> _Problem details_:
Give the number of lines in the material below that hold "Subscription", and nothing besides.

> _Source records_:
------
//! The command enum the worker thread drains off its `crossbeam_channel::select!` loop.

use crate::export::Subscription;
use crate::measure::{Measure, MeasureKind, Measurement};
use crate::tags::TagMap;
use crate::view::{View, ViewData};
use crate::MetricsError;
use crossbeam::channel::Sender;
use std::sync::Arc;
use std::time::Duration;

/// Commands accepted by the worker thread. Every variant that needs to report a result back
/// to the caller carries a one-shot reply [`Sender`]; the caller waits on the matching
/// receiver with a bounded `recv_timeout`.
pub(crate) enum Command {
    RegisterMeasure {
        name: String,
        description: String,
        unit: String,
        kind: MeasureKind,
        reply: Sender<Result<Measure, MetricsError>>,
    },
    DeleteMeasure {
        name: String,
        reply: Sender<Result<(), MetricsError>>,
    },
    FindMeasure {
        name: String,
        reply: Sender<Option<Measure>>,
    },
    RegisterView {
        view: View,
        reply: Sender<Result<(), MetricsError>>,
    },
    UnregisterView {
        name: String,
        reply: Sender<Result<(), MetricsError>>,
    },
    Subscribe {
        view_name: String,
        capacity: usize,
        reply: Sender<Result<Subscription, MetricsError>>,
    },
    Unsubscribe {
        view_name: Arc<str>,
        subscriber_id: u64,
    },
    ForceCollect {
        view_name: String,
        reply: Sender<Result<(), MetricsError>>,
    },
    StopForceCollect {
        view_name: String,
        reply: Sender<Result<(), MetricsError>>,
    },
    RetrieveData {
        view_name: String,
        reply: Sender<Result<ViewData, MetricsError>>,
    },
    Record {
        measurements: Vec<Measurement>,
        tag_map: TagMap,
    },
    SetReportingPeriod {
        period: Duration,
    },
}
------
> _Solution for this task_:
2